▸ **Required action**
Report each line of the records where "shown" occurs.

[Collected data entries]

☆ ☆ ☆ ☆ ☆

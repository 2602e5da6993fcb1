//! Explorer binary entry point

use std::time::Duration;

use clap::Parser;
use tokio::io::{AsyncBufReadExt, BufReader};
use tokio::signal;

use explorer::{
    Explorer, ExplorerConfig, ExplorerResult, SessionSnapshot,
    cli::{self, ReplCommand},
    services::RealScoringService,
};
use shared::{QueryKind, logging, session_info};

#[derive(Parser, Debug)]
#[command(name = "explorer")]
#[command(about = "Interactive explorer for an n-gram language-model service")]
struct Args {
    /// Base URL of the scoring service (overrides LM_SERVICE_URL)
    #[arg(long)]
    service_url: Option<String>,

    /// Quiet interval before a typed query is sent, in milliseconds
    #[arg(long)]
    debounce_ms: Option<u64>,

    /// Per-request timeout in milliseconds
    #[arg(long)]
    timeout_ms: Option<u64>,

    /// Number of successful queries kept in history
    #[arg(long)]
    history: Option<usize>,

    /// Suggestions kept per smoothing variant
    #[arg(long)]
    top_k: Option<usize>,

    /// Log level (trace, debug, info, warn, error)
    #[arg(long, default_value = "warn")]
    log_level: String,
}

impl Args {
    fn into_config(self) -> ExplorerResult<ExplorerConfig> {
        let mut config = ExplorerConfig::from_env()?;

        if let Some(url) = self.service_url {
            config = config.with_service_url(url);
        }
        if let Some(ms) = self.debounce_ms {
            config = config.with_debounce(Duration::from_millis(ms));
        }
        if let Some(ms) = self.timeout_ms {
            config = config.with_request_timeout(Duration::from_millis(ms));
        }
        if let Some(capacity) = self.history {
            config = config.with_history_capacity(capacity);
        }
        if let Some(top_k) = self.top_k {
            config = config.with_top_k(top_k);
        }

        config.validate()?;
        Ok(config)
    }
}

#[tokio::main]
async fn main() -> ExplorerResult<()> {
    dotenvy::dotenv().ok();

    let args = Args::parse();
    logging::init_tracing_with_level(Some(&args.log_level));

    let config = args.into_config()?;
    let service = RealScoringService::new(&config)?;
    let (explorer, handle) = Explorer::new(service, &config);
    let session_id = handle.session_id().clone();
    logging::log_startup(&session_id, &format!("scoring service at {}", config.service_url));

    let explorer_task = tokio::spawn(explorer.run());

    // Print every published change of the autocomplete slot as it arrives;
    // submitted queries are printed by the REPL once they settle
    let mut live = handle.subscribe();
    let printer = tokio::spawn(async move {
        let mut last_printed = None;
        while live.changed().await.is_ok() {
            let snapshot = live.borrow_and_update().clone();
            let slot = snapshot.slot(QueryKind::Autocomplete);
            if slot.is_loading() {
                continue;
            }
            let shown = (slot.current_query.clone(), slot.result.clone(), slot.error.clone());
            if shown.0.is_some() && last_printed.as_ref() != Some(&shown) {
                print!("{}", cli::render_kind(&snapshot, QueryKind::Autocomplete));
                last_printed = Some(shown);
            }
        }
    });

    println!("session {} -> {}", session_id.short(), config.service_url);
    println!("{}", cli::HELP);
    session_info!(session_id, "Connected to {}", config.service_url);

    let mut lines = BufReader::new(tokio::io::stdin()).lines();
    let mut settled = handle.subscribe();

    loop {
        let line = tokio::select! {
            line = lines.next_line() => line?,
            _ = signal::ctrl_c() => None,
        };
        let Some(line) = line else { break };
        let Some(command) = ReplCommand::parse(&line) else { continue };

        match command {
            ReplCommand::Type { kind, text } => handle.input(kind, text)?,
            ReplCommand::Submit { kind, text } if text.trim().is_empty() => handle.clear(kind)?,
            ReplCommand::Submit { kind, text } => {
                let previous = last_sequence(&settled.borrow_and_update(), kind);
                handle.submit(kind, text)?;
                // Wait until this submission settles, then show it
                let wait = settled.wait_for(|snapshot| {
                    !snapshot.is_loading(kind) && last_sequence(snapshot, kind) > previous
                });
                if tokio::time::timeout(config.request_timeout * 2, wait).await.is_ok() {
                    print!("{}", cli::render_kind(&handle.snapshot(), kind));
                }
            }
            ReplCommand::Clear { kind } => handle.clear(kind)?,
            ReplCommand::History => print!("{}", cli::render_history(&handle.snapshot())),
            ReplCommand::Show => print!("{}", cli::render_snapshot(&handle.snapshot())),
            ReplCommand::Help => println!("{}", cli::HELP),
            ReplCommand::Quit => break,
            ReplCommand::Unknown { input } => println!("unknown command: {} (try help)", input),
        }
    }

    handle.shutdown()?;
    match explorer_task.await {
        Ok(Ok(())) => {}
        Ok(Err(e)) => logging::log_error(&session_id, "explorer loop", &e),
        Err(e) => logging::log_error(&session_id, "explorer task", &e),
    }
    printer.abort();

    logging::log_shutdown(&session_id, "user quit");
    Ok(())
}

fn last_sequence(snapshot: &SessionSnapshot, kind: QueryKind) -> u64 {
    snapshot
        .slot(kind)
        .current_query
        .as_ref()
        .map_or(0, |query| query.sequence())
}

☆ ☆ ☆ ☆ ☆

▸ **Output below**
            let shown = (slot.current_query.clone(), slot.result.clone(), slot.error.clone());
            if shown.0.is_some() && last_printed.as_ref() != Some(&shown) {
                last_printed = Some(shown);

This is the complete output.